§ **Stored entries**
* * * * *

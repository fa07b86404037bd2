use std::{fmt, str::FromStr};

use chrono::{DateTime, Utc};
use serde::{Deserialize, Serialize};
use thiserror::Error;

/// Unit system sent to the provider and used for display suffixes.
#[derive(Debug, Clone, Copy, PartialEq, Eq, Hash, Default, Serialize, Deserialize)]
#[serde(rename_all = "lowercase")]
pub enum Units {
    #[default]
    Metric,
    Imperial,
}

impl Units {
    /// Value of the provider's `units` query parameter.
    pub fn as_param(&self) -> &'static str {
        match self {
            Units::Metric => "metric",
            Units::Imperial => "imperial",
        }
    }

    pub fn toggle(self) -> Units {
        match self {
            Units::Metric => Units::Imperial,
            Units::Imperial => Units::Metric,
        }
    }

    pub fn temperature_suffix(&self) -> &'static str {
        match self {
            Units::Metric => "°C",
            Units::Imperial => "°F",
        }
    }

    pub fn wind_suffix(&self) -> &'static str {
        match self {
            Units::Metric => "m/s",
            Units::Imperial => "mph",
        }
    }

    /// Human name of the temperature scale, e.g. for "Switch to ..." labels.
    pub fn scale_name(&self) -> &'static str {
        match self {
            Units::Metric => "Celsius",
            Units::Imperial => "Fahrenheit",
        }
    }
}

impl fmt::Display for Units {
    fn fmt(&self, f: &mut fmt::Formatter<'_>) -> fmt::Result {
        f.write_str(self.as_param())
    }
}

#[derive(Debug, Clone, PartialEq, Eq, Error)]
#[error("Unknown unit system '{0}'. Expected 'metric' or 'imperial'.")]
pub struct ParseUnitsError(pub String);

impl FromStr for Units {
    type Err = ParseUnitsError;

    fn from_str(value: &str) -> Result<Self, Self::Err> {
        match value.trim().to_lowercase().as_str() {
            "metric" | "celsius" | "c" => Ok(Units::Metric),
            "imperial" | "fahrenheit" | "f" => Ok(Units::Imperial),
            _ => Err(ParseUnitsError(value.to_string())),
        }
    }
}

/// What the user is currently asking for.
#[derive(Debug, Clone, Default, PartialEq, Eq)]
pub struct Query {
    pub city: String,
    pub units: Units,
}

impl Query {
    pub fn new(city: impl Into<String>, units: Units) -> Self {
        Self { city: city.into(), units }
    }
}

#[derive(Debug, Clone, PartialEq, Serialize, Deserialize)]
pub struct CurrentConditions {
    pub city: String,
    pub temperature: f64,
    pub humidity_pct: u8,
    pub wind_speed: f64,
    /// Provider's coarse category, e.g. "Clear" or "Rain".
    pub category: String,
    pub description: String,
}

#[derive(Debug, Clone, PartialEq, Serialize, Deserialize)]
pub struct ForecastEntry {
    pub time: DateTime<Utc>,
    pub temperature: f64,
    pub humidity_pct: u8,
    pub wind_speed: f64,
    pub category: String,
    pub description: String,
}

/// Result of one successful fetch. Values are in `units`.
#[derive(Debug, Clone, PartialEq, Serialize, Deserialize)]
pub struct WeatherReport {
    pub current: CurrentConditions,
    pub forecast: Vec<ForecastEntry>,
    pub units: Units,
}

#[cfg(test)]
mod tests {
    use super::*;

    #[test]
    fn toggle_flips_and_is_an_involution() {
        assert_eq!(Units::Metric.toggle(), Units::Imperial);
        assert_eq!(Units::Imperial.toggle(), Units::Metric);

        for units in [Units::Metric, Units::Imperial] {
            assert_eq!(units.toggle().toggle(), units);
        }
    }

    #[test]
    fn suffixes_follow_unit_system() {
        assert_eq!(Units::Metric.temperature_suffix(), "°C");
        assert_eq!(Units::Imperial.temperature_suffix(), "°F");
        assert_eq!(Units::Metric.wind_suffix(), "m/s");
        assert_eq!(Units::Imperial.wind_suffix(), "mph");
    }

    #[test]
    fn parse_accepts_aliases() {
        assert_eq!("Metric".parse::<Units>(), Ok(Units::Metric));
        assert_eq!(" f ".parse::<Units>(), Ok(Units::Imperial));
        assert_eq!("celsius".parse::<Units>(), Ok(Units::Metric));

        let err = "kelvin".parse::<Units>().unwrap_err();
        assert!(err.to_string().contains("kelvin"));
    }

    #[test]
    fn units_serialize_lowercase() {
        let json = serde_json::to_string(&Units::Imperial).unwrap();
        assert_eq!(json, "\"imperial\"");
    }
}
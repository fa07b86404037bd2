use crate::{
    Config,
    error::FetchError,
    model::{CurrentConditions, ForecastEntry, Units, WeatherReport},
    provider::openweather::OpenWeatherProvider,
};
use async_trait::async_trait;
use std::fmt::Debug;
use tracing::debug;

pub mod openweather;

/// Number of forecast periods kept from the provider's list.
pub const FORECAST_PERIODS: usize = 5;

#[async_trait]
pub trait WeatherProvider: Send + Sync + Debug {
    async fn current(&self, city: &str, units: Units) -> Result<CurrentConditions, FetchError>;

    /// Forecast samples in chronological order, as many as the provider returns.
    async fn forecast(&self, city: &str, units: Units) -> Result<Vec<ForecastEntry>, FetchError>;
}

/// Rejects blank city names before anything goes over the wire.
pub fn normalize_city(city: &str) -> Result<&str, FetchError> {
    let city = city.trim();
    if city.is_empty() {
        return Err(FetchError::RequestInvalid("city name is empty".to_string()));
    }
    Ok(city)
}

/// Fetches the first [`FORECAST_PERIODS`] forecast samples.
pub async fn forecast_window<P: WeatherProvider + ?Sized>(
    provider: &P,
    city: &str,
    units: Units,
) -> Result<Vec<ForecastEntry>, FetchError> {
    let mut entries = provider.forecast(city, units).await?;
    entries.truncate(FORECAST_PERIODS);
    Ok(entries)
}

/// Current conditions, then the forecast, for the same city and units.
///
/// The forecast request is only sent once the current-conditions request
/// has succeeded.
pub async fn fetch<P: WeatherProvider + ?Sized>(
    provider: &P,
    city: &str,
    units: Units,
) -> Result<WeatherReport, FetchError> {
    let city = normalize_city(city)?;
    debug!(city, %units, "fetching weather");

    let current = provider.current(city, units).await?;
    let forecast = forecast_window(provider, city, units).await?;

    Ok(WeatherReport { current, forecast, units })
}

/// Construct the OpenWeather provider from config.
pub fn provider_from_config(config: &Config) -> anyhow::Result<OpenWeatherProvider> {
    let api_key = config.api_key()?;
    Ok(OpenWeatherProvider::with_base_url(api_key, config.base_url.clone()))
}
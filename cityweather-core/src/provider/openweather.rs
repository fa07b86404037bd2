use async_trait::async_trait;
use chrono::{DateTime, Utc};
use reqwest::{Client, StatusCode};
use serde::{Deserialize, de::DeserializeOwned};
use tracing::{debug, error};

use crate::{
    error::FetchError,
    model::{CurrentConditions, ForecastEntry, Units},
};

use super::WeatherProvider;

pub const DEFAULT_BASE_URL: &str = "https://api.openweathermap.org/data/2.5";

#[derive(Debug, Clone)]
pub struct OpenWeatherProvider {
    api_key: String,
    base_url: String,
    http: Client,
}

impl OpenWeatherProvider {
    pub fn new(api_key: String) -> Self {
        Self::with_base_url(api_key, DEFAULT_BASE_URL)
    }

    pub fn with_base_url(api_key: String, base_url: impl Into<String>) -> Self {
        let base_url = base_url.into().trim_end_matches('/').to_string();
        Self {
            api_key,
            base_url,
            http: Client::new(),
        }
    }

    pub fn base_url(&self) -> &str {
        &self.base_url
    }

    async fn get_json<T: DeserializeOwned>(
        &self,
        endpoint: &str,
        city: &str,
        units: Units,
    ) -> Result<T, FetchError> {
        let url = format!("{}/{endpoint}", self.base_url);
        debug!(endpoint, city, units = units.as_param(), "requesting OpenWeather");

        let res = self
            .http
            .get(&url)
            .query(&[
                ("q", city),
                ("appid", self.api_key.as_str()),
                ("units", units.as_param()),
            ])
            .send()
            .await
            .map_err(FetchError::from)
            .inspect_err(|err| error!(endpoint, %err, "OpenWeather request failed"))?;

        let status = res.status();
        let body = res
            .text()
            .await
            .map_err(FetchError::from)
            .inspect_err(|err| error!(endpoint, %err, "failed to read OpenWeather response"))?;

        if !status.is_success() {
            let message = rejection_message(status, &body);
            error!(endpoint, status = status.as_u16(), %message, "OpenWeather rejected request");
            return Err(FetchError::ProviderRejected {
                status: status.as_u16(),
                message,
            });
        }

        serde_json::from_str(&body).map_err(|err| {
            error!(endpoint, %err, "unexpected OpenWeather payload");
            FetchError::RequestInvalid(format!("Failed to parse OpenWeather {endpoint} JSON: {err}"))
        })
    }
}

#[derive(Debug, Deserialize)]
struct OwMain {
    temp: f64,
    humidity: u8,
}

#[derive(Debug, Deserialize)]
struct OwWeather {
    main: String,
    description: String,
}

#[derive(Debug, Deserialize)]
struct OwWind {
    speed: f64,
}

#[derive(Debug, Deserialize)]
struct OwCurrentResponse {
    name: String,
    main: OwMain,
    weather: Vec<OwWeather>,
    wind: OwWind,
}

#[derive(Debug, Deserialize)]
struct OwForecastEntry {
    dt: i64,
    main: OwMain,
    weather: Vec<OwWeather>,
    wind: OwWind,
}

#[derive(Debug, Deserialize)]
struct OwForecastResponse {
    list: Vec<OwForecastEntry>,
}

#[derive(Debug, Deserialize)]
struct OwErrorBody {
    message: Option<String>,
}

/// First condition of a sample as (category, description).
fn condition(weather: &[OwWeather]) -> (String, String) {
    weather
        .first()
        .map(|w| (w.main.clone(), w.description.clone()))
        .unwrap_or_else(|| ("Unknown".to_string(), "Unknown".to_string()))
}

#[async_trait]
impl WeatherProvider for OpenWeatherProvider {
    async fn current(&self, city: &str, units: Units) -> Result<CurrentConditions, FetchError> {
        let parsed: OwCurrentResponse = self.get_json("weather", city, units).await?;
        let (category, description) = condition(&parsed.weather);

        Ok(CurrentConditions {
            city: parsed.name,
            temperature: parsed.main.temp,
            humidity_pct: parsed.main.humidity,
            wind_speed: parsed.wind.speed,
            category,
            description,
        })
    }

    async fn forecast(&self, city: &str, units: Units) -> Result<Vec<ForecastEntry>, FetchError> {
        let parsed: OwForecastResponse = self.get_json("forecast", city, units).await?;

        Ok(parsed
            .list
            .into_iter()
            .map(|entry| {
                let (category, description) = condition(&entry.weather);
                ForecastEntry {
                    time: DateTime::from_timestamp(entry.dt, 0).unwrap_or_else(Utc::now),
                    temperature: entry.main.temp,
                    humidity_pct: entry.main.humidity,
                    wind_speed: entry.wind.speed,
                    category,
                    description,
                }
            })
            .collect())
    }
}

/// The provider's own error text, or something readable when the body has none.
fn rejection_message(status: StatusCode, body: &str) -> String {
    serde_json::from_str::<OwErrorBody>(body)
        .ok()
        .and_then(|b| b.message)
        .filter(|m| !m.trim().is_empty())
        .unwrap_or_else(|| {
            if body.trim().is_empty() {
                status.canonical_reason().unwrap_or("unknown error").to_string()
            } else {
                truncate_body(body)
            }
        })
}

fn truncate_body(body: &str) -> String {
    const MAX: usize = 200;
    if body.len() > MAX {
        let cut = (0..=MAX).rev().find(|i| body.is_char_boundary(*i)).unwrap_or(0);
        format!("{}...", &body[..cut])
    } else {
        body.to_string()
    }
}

* * * * *

Could you retype exactly the lines above, starting at the line that contains "assert_eq!(units.toggle().toggle(), units);" and ending at the line that contains "pub mod openweather;", and nothing more?

§ **WRITTEN RESPONSE**
            assert_eq!(units.toggle().toggle(), units);
        }
    }

    #[test]
    fn suffixes_follow_unit_system() {
        assert_eq!(Units::Metric.temperature_suffix(), "°C");
        assert_eq!(Units::Imperial.temperature_suffix(), "°F");
        assert_eq!(Units::Metric.wind_suffix(), "m/s");
        assert_eq!(Units::Imperial.wind_suffix(), "mph");
    }

    #[test]
    fn parse_accepts_aliases() {
        assert_eq!("Metric".parse::<Units>(), Ok(Units::Metric));
        assert_eq!(" f ".parse::<Units>(), Ok(Units::Imperial));
        assert_eq!("celsius".parse::<Units>(), Ok(Units::Metric));

        let err = "kelvin".parse::<Units>().unwrap_err();
        assert!(err.to_string().contains("kelvin"));
    }

    #[test]
    fn units_serialize_lowercase() {
        let json = serde_json::to_string(&Units::Imperial).unwrap();
        assert_eq!(json, "\"imperial\"");
    }
}
repository fa07b86404037bd2
use crate::{
    Config,
    error::FetchError,
    model::{CurrentConditions, ForecastEntry, Units, WeatherReport},
    provider::openweather::OpenWeatherProvider,
};
use async_trait::async_trait;
use std::fmt::Debug;
use tracing::debug;

pub mod openweather;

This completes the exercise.